§ Assigned task
From the entries below, copy every line that has the word "slots".

§ Records for this exercise
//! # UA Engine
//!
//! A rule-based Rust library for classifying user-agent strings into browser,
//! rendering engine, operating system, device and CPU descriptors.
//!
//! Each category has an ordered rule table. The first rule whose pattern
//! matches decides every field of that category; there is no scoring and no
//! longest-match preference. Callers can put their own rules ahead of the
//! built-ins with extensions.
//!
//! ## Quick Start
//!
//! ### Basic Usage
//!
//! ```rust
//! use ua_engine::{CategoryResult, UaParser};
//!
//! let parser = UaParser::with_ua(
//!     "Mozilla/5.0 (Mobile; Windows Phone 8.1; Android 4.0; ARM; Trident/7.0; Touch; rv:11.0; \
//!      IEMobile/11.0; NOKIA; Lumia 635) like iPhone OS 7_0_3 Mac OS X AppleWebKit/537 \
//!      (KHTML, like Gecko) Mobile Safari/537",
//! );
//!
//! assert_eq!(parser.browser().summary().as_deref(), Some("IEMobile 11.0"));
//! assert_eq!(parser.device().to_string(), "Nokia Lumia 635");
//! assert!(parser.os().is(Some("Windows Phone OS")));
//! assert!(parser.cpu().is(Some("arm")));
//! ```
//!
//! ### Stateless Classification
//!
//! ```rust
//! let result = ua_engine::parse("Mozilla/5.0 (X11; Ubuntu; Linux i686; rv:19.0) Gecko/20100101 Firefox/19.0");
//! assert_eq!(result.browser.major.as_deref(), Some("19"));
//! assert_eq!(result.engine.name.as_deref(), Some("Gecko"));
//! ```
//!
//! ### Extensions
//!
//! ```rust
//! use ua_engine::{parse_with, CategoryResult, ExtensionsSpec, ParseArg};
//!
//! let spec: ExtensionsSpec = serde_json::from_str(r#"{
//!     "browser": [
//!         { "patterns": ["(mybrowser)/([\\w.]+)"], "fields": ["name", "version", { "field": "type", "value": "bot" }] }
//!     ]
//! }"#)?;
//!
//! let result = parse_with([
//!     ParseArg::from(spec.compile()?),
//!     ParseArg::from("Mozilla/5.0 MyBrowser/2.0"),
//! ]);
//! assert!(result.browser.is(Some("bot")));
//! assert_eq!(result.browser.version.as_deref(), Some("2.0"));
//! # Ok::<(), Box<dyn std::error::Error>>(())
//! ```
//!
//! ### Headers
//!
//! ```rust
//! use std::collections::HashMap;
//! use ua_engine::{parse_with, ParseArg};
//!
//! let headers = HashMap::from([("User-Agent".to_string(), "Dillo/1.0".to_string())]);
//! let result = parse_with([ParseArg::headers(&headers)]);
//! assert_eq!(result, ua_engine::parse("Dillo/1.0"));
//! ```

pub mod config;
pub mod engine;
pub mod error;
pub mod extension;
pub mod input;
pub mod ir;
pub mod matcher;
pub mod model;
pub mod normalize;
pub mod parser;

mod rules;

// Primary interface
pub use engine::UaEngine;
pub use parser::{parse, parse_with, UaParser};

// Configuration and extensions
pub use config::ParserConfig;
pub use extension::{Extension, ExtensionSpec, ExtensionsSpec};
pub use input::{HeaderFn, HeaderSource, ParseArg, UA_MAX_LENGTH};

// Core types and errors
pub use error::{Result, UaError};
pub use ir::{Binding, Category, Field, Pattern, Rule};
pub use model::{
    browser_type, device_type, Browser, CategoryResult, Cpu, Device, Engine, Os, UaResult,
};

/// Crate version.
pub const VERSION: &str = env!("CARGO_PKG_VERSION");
--
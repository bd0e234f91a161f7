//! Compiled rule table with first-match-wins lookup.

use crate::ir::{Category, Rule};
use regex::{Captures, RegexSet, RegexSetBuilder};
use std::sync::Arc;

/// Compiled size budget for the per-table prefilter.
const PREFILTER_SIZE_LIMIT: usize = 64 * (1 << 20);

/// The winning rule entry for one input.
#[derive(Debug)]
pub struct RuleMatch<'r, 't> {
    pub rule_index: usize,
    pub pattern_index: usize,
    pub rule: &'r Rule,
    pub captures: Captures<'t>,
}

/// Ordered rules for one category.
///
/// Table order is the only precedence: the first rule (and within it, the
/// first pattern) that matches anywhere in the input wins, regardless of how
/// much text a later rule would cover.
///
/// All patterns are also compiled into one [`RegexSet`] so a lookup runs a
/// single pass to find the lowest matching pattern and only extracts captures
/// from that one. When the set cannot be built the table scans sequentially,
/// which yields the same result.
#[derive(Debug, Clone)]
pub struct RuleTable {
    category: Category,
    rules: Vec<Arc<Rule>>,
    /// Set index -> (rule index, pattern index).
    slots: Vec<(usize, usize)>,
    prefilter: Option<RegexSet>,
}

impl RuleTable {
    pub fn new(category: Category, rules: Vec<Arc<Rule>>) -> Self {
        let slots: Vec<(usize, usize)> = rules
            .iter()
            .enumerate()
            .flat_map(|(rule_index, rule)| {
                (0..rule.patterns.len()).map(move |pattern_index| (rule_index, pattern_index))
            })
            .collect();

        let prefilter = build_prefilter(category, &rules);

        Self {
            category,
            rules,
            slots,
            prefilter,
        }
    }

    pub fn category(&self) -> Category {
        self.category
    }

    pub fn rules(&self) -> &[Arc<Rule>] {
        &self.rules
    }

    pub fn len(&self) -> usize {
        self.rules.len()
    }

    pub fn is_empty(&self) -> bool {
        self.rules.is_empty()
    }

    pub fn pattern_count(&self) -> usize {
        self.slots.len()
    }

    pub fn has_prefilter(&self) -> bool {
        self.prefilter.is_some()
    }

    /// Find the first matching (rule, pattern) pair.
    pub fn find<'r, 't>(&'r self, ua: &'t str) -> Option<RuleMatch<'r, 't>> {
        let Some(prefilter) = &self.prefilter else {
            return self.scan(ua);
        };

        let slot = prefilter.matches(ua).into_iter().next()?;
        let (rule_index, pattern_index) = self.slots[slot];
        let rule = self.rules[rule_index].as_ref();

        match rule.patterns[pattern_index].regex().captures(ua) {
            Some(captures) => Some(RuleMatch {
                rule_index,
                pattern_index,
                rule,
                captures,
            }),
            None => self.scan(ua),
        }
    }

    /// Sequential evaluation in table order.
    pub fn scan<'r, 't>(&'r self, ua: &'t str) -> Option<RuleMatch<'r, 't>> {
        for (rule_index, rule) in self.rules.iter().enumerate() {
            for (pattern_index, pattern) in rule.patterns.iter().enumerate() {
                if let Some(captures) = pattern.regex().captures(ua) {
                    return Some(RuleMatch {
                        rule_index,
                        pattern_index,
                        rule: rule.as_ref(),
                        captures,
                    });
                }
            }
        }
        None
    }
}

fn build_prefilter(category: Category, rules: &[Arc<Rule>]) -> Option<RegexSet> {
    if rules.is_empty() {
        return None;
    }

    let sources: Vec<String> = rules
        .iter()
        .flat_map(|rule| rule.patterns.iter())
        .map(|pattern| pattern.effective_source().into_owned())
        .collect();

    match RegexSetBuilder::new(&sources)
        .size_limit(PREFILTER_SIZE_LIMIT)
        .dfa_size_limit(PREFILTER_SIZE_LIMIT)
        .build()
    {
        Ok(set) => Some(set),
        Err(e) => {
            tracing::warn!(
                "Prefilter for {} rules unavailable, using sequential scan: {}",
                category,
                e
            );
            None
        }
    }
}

§ Output
    slots: Vec<(usize, usize)>,
        let slots: Vec<(usize, usize)> = rules
            slots,
        self.slots.len()
        let (rule_index, pattern_index) = self.slots[slot];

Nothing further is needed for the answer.